In fact, it doesn't even follow immediately that $e^x = \displaystyle \lim_{n \rightarrow \infty}(1 + \frac{x}{n})^n = (\displaystyle \lim_{n \rightarrow \infty}(1 + \frac{1}{n})^n)^x = (e)^x$. What this means is $e^x$ is just a short hand notation for the limit which after some analysis we realize it as $(e)^x$.

By limit arguments, we can now show that $\displaystyle \lim_{n \rightarrow \infty}(1 + \frac{x}{n})^n = 1 + \sum_{k=1}^{\infty} \frac{x^k}{k!}$, $\forall x \in \mathbb{R}$.

Now $e^x \times e^y = (1 + \sum_{k=1}^{\infty} \frac{x^k}{k!}) \times (1 + \sum_{k=1}^{\infty} \frac{y^k}{k!})$.

Now we need to realize that we can rearrange the terms in the series and multiply terms of the two series since both of them converge absolutely.

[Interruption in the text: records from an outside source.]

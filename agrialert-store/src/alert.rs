use chrono::{DateTime, Duration, Utc};
use parse_display::{Display, FromStr};
use serde::{Deserialize, Serialize};
use serde_json::Value;

use crate::error::Result;

#[derive(
    Debug, Clone, Copy, PartialEq, Eq, Hash, Serialize, Deserialize, Display, FromStr,
)]
#[display(style = "SNAKE_CASE")]
#[serde(rename_all = "SCREAMING_SNAKE_CASE")]
pub enum AlertType {
    Weather,
    Pest,
    Disease,
    Threshold,
    Irrigation,
    Fertilization,
    Harvest,
    System,
}

/// Ordered from least to most severe so `Ord` reflects severity rank,
/// not alphabetical order.
#[derive(
    Debug,
    Clone,
    Copy,
    PartialEq,
    Eq,
    PartialOrd,
    Ord,
    Hash,
    Serialize,
    Deserialize,
    Display,
    FromStr,
)]
#[display(style = "SNAKE_CASE")]
#[serde(rename_all = "SCREAMING_SNAKE_CASE")]
pub enum AlertSeverity {
    Low,
    Medium,
    High,
    Critical,
}

#[derive(Debug, Clone, Copy, PartialEq, Eq, Hash, Serialize, Deserialize, Display, FromStr)]
#[display(style = "SNAKE_CASE")]
#[serde(rename_all = "SCREAMING_SNAKE_CASE")]
pub enum HistoryAction {
    Created,
    Acknowledged,
    Dismissed,
    Expired,
}

/// A persisted event that requires operator attention.
///
/// An alert starts active and unacknowledged. Acknowledgement is a one-way
/// transition while the alert is active; dismissal and expiry clear
/// `is_active` and are terminal.
#[derive(Debug, Clone, PartialEq, Serialize, Deserialize)]
pub struct Alert {
    pub id: i64,
    pub alert_type: AlertType,
    pub severity: AlertSeverity,
    pub parcel_id: Option<i64>,
    pub location: Option<String>,
    pub title: String,
    pub message: String,
    pub alert_time: DateTime<Utc>,
    pub expiry_time: Option<DateTime<Utc>>,
    pub is_active: bool,
    pub acknowledged: bool,
    pub acknowledged_at: Option<DateTime<Utc>>,
    pub acknowledged_by: Option<String>,
    pub metadata: Option<Value>,
    pub created_at: DateTime<Utc>,
}

impl Alert {
    pub fn new(
        alert_type: AlertType,
        severity: AlertSeverity,
        title: impl Into<String>,
        message: impl Into<String>,
    ) -> Self {
        let now = Utc::now();

        Self {
            id: 0,
            alert_type,
            severity,
            parcel_id: None,
            location: None,
            title: title.into(),
            message: message.into(),
            alert_time: now,
            expiry_time: None,
            is_active: true,
            acknowledged: false,
            acknowledged_at: None,
            acknowledged_by: None,
            metadata: None,
            created_at: now,
        }
    }

    pub fn parcel_id(mut self, v: i64) -> Self {
        self.parcel_id = Some(v);

        self
    }

    pub fn location(mut self, v: impl Into<String>) -> Self {
        self.location = Some(v.into());

        self
    }

    /// Sets the expiry relative to the alert time. Values of zero or less
    /// leave the alert without an expiry.
    pub fn expires_in(mut self, seconds: i64) -> Self {
        if seconds > 0 {
            self.expiry_time = Some(self.alert_time + Duration::seconds(seconds));
        }

        self
    }

    pub fn metadata<M: Serialize>(mut self, value: M) -> Result<Self> {
        self.metadata = Some(serde_json::to_value(&value)?);

        Ok(self)
    }

    pub fn is_expired(&self, now: DateTime<Utc>) -> bool {
        self.is_active && self.expiry_time.map(|t| t < now).unwrap_or(false)
    }
}

/// One immutable audit row per alert state transition.
#[derive(Debug, Clone, PartialEq, Serialize, Deserialize)]
pub struct AlertHistory {
    pub id: i64,
    pub alert_id: i64,
    pub action: HistoryAction,
    pub performed_by: Option<String>,
    pub notes: Option<String>,
    pub action_time: DateTime<Utc>,
}

impl AlertHistory {
    pub fn new(alert_id: i64, action: HistoryAction) -> Self {
        Self {
            id: 0,
            alert_id,
            action,
            performed_by: None,
            notes: None,
            action_time: Utc::now(),
        }
    }

    pub fn performed_by(mut self, v: impl Into<String>) -> Self {
        self.performed_by = Some(v.into());

        self
    }

    pub fn notes(mut self, v: impl Into<String>) -> Self {
        self.notes = Some(v.into());

        self
    }
}
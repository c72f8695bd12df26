use chrono::{DateTime, Utc};
use serde::{Deserialize, Serialize};

use crate::alert::{AlertSeverity, AlertType};

/// Conjunctive alert search filter. Unset fields do not constrain the
/// result; results are always newest first.
#[derive(Debug, Clone, Default, Serialize, Deserialize)]
pub struct SearchCriteria {
    pub parcel_id: Option<i64>,
    pub alert_type: Option<AlertType>,
    pub severity: Option<AlertSeverity>,
    pub is_active: Option<bool>,
    pub acknowledged: Option<bool>,
    pub from: Option<DateTime<Utc>>,
    pub to: Option<DateTime<Utc>>,
    pub limit: Option<usize>,
    pub offset: Option<usize>,
}

impl SearchCriteria {
    pub fn new() -> Self {
        Self::default()
    }

    pub fn parcel_id(mut self, v: i64) -> Self {
        self.parcel_id = Some(v);

        self
    }

    pub fn alert_type(mut self, v: AlertType) -> Self {
        self.alert_type = Some(v);

        self
    }

    pub fn severity(mut self, v: AlertSeverity) -> Self {
        self.severity = Some(v);

        self
    }

    pub fn is_active(mut self, v: bool) -> Self {
        self.is_active = Some(v);

        self
    }

    pub fn acknowledged(mut self, v: bool) -> Self {
        self.acknowledged = Some(v);

        self
    }

    pub fn from(mut self, v: DateTime<Utc>) -> Self {
        self.from = Some(v);

        self
    }

    pub fn to(mut self, v: DateTime<Utc>) -> Self {
        self.to = Some(v);

        self
    }

    pub fn limit(mut self, v: usize) -> Self {
        self.limit = Some(v);

        self
    }

    pub fn offset(mut self, v: usize) -> Self {
        self.offset = Some(v);

        self
    }
}
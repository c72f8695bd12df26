use async_trait::async_trait;
use chrono::{DateTime, Utc};
use parking_lot::RwLock;
use std::{collections::BTreeMap, sync::Arc};

use crate::{
    alert::{Alert, AlertHistory, AlertSeverity, AlertType},
    criteria::SearchCriteria,
    engine::Engine,
    error::{Result, StoreError},
    store::AlertStore,
    subscription::AlertSubscription,
};

pub type MemoryStore = AlertStore;

impl MemoryStore {
    pub fn memory() -> Self {
        AlertStore::new(Memory::default())
    }
}

/// In-memory engine over a single `RwLock`, with monotonic id counters.
#[derive(Debug, Clone, Default)]
pub struct Memory(Arc<RwLock<Inner>>);

#[derive(Debug, Default)]
struct Inner {
    alerts: BTreeMap<i64, Alert>,
    history: Vec<AlertHistory>,
    subscriptions: BTreeMap<i64, AlertSubscription>,
    next_alert_id: i64,
    next_history_id: i64,
    next_subscription_id: i64,
}

fn newest_first(mut alerts: Vec<Alert>) -> Vec<Alert> {
    alerts.sort_by(|a, b| b.alert_time.cmp(&a.alert_time).then(b.id.cmp(&a.id)));
    alerts
}

impl Memory {
    pub fn new() -> Self {
        Self::default()
    }

    fn collect_alerts<F: Fn(&Alert) -> bool>(&self, keep: F) -> Vec<Alert> {
        self.0.read().alerts.values().filter(|a| keep(a)).cloned().collect()
    }

    fn count_where<F: Fn(&Alert) -> bool>(&self, keep: F) -> i64 {
        self.0.read().alerts.values().filter(|a| keep(a)).count() as i64
    }
}

#[async_trait]
impl Engine for Memory {
    async fn save_alert(&self, mut alert: Alert) -> Result<Alert> {
        let mut data = self.0.write();

        if alert.id == 0 {
            data.next_alert_id += 1;
            alert.id = data.next_alert_id;
        } else if !data.alerts.contains_key(&alert.id) {
            return Err(StoreError::UnknownAlert(alert.id));
        }

        data.alerts.insert(alert.id, alert.clone());

        Ok(alert)
    }

    async fn find_alert(&self, id: i64) -> Result<Option<Alert>> {
        Ok(self.0.read().alerts.get(&id).cloned())
    }

    async fn find_active(&self) -> Result<Vec<Alert>> {
        Ok(newest_first(self.collect_alerts(|a| a.is_active)))
    }

    async fn find_active_by_parcel(&self, parcel_id: i64) -> Result<Vec<Alert>> {
        Ok(newest_first(self.collect_alerts(|a| {
            a.is_active && a.parcel_id == Some(parcel_id)
        })))
    }

    async fn find_active_by_type(&self, alert_type: AlertType) -> Result<Vec<Alert>> {
        Ok(newest_first(self.collect_alerts(|a| {
            a.is_active && a.alert_type == alert_type
        })))
    }

    async fn find_active_by_severity(&self, severity: AlertSeverity) -> Result<Vec<Alert>> {
        Ok(newest_first(self.collect_alerts(|a| {
            a.is_active && a.severity == severity
        })))
    }

    async fn find_active_since(&self, since: DateTime<Utc>) -> Result<Vec<Alert>> {
        Ok(newest_first(self.collect_alerts(|a| {
            a.is_active && a.alert_time >= since
        })))
    }

    async fn find_unacknowledged(&self) -> Result<Vec<Alert>> {
        let mut alerts = self.collect_alerts(|a| a.is_active && !a.acknowledged);
        alerts.sort_by(|a, b| {
            b.severity
                .cmp(&a.severity)
                .then(b.alert_time.cmp(&a.alert_time))
                .then(b.id.cmp(&a.id))
        });

        Ok(alerts)
    }

    async fn find_expired(&self, now: DateTime<Utc>) -> Result<Vec<Alert>> {
        Ok(newest_first(self.collect_alerts(|a| a.is_expired(now))))
    }

    async fn find_since(
        &self,
        parcel_id: Option<i64>,
        since: DateTime<Utc>,
    ) -> Result<Vec<Alert>> {
        Ok(newest_first(self.collect_alerts(|a| {
            a.alert_time >= since && parcel_id.map(|p| a.parcel_id == Some(p)).unwrap_or(true)
        })))
    }

    async fn search(&self, criteria: &SearchCriteria) -> Result<Vec<Alert>> {
        let alerts = newest_first(self.collect_alerts(|a| {
            criteria.parcel_id.map(|p| a.parcel_id == Some(p)).unwrap_or(true)
                && criteria.alert_type.map(|t| a.alert_type == t).unwrap_or(true)
                && criteria.severity.map(|s| a.severity == s).unwrap_or(true)
                && criteria.is_active.map(|v| a.is_active == v).unwrap_or(true)
                && criteria.acknowledged.map(|v| a.acknowledged == v).unwrap_or(true)
                && criteria.from.map(|t| a.alert_time >= t).unwrap_or(true)
                && criteria.to.map(|t| a.alert_time <= t).unwrap_or(true)
        }));

        let offset = criteria.offset.unwrap_or(0).min(alerts.len());
        let end = criteria
            .limit
            .map(|l| (offset + l).min(alerts.len()))
            .unwrap_or(alerts.len());

        Ok(alerts[offset..end].to_vec())
    }

    async fn count_alerts(&self, parcel_id: Option<i64>) -> Result<i64> {
        Ok(self.count_where(|a| parcel_id.map(|p| a.parcel_id == Some(p)).unwrap_or(true)))
    }

    async fn count_active(&self, parcel_id: Option<i64>) -> Result<i64> {
        Ok(self.count_where(|a| {
            a.is_active && parcel_id.map(|p| a.parcel_id == Some(p)).unwrap_or(true)
        }))
    }

    async fn count_unacknowledged(&self, parcel_id: Option<i64>) -> Result<i64> {
        Ok(self.count_where(|a| {
            a.is_active
                && !a.acknowledged
                && parcel_id.map(|p| a.parcel_id == Some(p)).unwrap_or(true)
        }))
    }

    async fn append_history(&self, mut history: AlertHistory) -> Result<AlertHistory> {
        let mut data = self.0.write();

        data.next_history_id += 1;
        history.id = data.next_history_id;
        data.history.push(history.clone());

        Ok(history)
    }

    async fn find_history(&self, alert_id: i64) -> Result<Vec<AlertHistory>> {
        Ok(self
            .0
            .read()
            .history
            .iter()
            .filter(|h| h.alert_id == alert_id)
            .cloned()
            .collect())
    }

    async fn save_subscription(
        &self,
        mut subscription: AlertSubscription,
    ) -> Result<AlertSubscription> {
        let mut data = self.0.write();

        if subscription.id == 0 {
            data.next_subscription_id += 1;
            subscription.id = data.next_subscription_id;
        } else if !data.subscriptions.contains_key(&subscription.id) {
            return Err(StoreError::UnknownSubscription(subscription.id));
        }

        data.subscriptions.insert(subscription.id, subscription.clone());

        Ok(subscription)
    }

    async fn find_subscription(&self, id: i64) -> Result<Option<AlertSubscription>> {
        Ok(self.0.read().subscriptions.get(&id).cloned())
    }

    async fn find_subscriptions_by_user(&self, user_id: &str) -> Result<Vec<AlertSubscription>> {
        Ok(self
            .0
            .read()
            .subscriptions
            .values()
            .filter(|s| s.user_id == user_id)
            .cloned()
            .collect())
    }

    async fn find_subscription_by_user_and_parcel(
        &self,
        user_id: &str,
        parcel_id: i64,
    ) -> Result<Option<AlertSubscription>> {
        Ok(self
            .0
            .read()
            .subscriptions
            .values()
            .find(|s| s.user_id == user_id && s.parcel_id == Some(parcel_id))
            .cloned())
    }

    async fn find_enabled_for_parcel(&self, parcel_id: i64) -> Result<Vec<AlertSubscription>> {
        Ok(self
            .0
            .read()
            .subscriptions
            .values()
            .filter(|s| s.is_enabled && (s.parcel_id == Some(parcel_id) || s.parcel_id.is_none()))
            .cloned()
            .collect())
    }

    async fn find_all_enabled(&self) -> Result<Vec<AlertSubscription>> {
        Ok(self
            .0
            .read()
            .subscriptions
            .values()
            .filter(|s| s.is_enabled)
            .cloned()
            .collect())
    }

    async fn count_enabled_subscriptions(&self) -> Result<i64> {
        Ok(self
            .0
            .read()
            .subscriptions
            .values()
            .filter(|s| s.is_enabled)
            .count() as i64)
    }
}
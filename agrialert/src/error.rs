#[derive(Debug, thiserror::Error)]
pub enum AlertError {
    #[error("{0}")]
    NotFound(String),

    #[error("{0}")]
    InvalidInput(String),

    #[error("store `{0}`")]
    Store(#[from] agrialert_store::StoreError),
}

impl From<parse_display::ParseError> for AlertError {
    fn from(err: parse_display::ParseError) -> Self {
        Self::InvalidInput(err.to_string())
    }
}

pub type Result<T> = std::result::Result<T, AlertError>;
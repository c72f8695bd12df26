use agrialert_store::{
    Alert, AlertHistory, AlertSeverity, AlertStore, AlertSubscription, AlertType, HistoryAction,
    NotificationMethod, SearchCriteria, StoreError,
};
use anyhow::Result;
use chrono::{Duration, Utc};

fn alert_at(minutes_ago: i64, severity: AlertSeverity) -> Alert {
    let mut alert = Alert::new(AlertType::Weather, severity, "Frost warning", "Frost expected");
    alert.alert_time = Utc::now() - Duration::minutes(minutes_ago);

    alert
}

pub async fn test_save_assigns_id(store: &AlertStore) -> Result<()> {
    let first = store.save_alert(alert_at(0, AlertSeverity::Low)).await?;
    let second = store.save_alert(alert_at(0, AlertSeverity::Low)).await?;

    assert!(first.id > 0);
    assert!(second.id > first.id);

    Ok(())
}

pub async fn test_update_roundtrip(store: &AlertStore) -> Result<()> {
    let mut alert = store.save_alert(alert_at(0, AlertSeverity::Low)).await?;
    alert.acknowledged = true;
    alert.acknowledged_by = Some("alice".to_owned());
    alert.acknowledged_at = Some(Utc::now());

    let updated = store.save_alert(alert.clone()).await?;
    assert_eq!(updated.id, alert.id);

    let found = store.find_alert(alert.id).await?.unwrap();
    assert!(found.acknowledged);
    assert_eq!(found.acknowledged_by.as_deref(), Some("alice"));

    Ok(())
}

pub async fn test_update_unknown_id_fails(store: &AlertStore) -> Result<()> {
    let mut alert = alert_at(0, AlertSeverity::Low);
    alert.id = 424242;

    let err = store.save_alert(alert).await.unwrap_err();
    assert!(matches!(err, StoreError::UnknownAlert(424242)));

    Ok(())
}

pub async fn test_find_active_newest_first(store: &AlertStore) -> Result<()> {
    let old = store.save_alert(alert_at(30, AlertSeverity::Low)).await?;
    let newer = store.save_alert(alert_at(10, AlertSeverity::Low)).await?;
    let newest = store.save_alert(alert_at(1, AlertSeverity::Low)).await?;

    let mut dismissed = store.save_alert(alert_at(5, AlertSeverity::Low)).await?;
    dismissed.is_active = false;
    store.save_alert(dismissed).await?;

    let active = store.find_active().await?;
    let ids: Vec<_> = active.iter().map(|a| a.id).collect();

    assert_eq!(ids, vec![newest.id, newer.id, old.id]);

    Ok(())
}

pub async fn test_find_unacknowledged_severity_then_time(store: &AlertStore) -> Result<()> {
    let low_recent = store.save_alert(alert_at(1, AlertSeverity::Low)).await?;
    let critical_old = store.save_alert(alert_at(60, AlertSeverity::Critical)).await?;
    let high_recent = store.save_alert(alert_at(5, AlertSeverity::High)).await?;
    let high_old = store.save_alert(alert_at(45, AlertSeverity::High)).await?;

    let mut acked = store.save_alert(alert_at(2, AlertSeverity::Critical)).await?;
    acked.acknowledged = true;
    store.save_alert(acked).await?;

    let unacked = store.find_unacknowledged().await?;
    let ids: Vec<_> = unacked.iter().map(|a| a.id).collect();

    assert_eq!(
        ids,
        vec![critical_old.id, high_recent.id, high_old.id, low_recent.id]
    );

    Ok(())
}

pub async fn test_find_expired_boundary(store: &AlertStore) -> Result<()> {
    let now = Utc::now();

    let mut past = alert_at(60, AlertSeverity::Low);
    past.expiry_time = Some(now - Duration::minutes(5));
    let past = store.save_alert(past).await?;

    let mut future = alert_at(60, AlertSeverity::Low);
    future.expiry_time = Some(now + Duration::minutes(5));
    store.save_alert(future).await?;

    let mut inactive = alert_at(60, AlertSeverity::Low);
    inactive.expiry_time = Some(now - Duration::minutes(5));
    inactive.is_active = false;
    store.save_alert(inactive).await?;

    store.save_alert(alert_at(60, AlertSeverity::Low)).await?;

    let expired = store.find_expired(now).await?;
    let ids: Vec<_> = expired.iter().map(|a| a.id).collect();

    assert_eq!(ids, vec![past.id]);

    Ok(())
}

pub async fn test_counts_scoped_by_parcel(store: &AlertStore) -> Result<()> {
    store
        .save_alert(alert_at(1, AlertSeverity::Low).parcel_id(5))
        .await?;

    let mut acked = alert_at(2, AlertSeverity::Low).parcel_id(5);
    acked.acknowledged = true;
    store.save_alert(acked).await?;

    let mut dismissed = alert_at(3, AlertSeverity::Low).parcel_id(5);
    dismissed.is_active = false;
    store.save_alert(dismissed).await?;

    store
        .save_alert(alert_at(4, AlertSeverity::Low).parcel_id(9))
        .await?;

    assert_eq!(store.count_alerts(Some(5)).await?, 3);
    assert_eq!(store.count_active(Some(5)).await?, 2);
    assert_eq!(store.count_unacknowledged(Some(5)).await?, 1);
    assert_eq!(store.count_alerts(None).await?, 4);
    assert_eq!(store.count_unacknowledged(None).await?, 2);

    Ok(())
}

pub async fn test_search_conjunction_and_paging(store: &AlertStore) -> Result<()> {
    for minutes_ago in [1, 2, 3, 4] {
        store
            .save_alert(alert_at(minutes_ago, AlertSeverity::High).parcel_id(5))
            .await?;
    }

    store
        .save_alert(alert_at(5, AlertSeverity::Low).parcel_id(5))
        .await?;
    store
        .save_alert(alert_at(6, AlertSeverity::High).parcel_id(9))
        .await?;

    let criteria = SearchCriteria::new()
        .parcel_id(5)
        .severity(AlertSeverity::High)
        .is_active(true);

    let all = store.search(&criteria).await?;
    assert_eq!(all.len(), 4);

    // newest first within the page window
    let page = store.search(&criteria.clone().limit(2).offset(1)).await?;
    assert_eq!(page.len(), 2);
    assert_eq!(page[0].id, all[1].id);
    assert_eq!(page[1].id, all[2].id);

    Ok(())
}

pub async fn test_history_append_order(store: &AlertStore) -> Result<()> {
    let alert = store.save_alert(alert_at(0, AlertSeverity::Low)).await?;

    for action in [
        HistoryAction::Created,
        HistoryAction::Acknowledged,
        HistoryAction::Dismissed,
    ] {
        store
            .append_history(AlertHistory::new(alert.id, action).performed_by("alice"))
            .await?;
    }

    store
        .append_history(AlertHistory::new(alert.id + 1, HistoryAction::Created))
        .await?;

    let history = store.find_history(alert.id).await?;
    let actions: Vec<_> = history.iter().map(|h| h.action).collect();

    assert_eq!(
        actions,
        vec![
            HistoryAction::Created,
            HistoryAction::Acknowledged,
            HistoryAction::Dismissed
        ]
    );

    Ok(())
}

pub async fn test_enabled_for_parcel_includes_unscoped(store: &AlertStore) -> Result<()> {
    store
        .save_subscription(
            AlertSubscription::new("alice", NotificationMethod::Push).parcel_id(5),
        )
        .await?;
    store
        .save_subscription(AlertSubscription::new("bob", NotificationMethod::Push))
        .await?;
    store
        .save_subscription(
            AlertSubscription::new("carol", NotificationMethod::Push).parcel_id(9),
        )
        .await?;
    store
        .save_subscription(
            AlertSubscription::new("dave", NotificationMethod::Push)
                .parcel_id(5)
                .disabled(),
        )
        .await?;

    let matched = store.find_enabled_for_parcel(5).await?;
    let users: Vec<_> = matched.iter().map(|s| s.user_id.as_str()).collect();

    assert_eq!(users, vec!["alice", "bob"]);
    assert_eq!(store.count_enabled_subscriptions().await?, 3);

    Ok(())
}

pub async fn test_subscription_lookups(store: &AlertStore) -> Result<()> {
    let scoped = store
        .save_subscription(
            AlertSubscription::new("alice", NotificationMethod::Email)
                .parcel_id(5)
                .email("alice@example.com")
                .alert_types(vec![AlertType::Weather, AlertType::Pest]),
        )
        .await?;
    store
        .save_subscription(AlertSubscription::new("alice", NotificationMethod::Push))
        .await?;

    let found = store
        .find_subscription_by_user_and_parcel("alice", 5)
        .await?
        .unwrap();
    assert_eq!(found.id, scoped.id);
    assert_eq!(found.alert_types, vec![AlertType::Weather, AlertType::Pest]);

    assert!(store
        .find_subscription_by_user_and_parcel("alice", 7)
        .await?
        .is_none());

    assert_eq!(store.find_subscriptions_by_user("alice").await?.len(), 2);
    assert!(store.find_subscription(scoped.id).await?.is_some());

    Ok(())
}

Hence $e^x \times e^y = (1 + \sum_{k=1}^{\infty} \frac{x^k}{k!}) \times (1 + \sum_{k=1}^{\infty} \frac{y^k}{k!}) = 1 + (x+y) + (\frac{x^2 + 2xy + y^2}{2!}) + (\frac{x^3 + 3x^2y + 3xy^2 + y^3}{3!}) + \cdots$

Now make use of the binomial theorem to get

$e^{x} e^{y} = e^{x+y}$

PS: Though I have taken care to make sure the line of thought is right, you need to be careful when writing down the argument as to when you can interchange terms in an infinite series, multiply out two infinite series etc etc.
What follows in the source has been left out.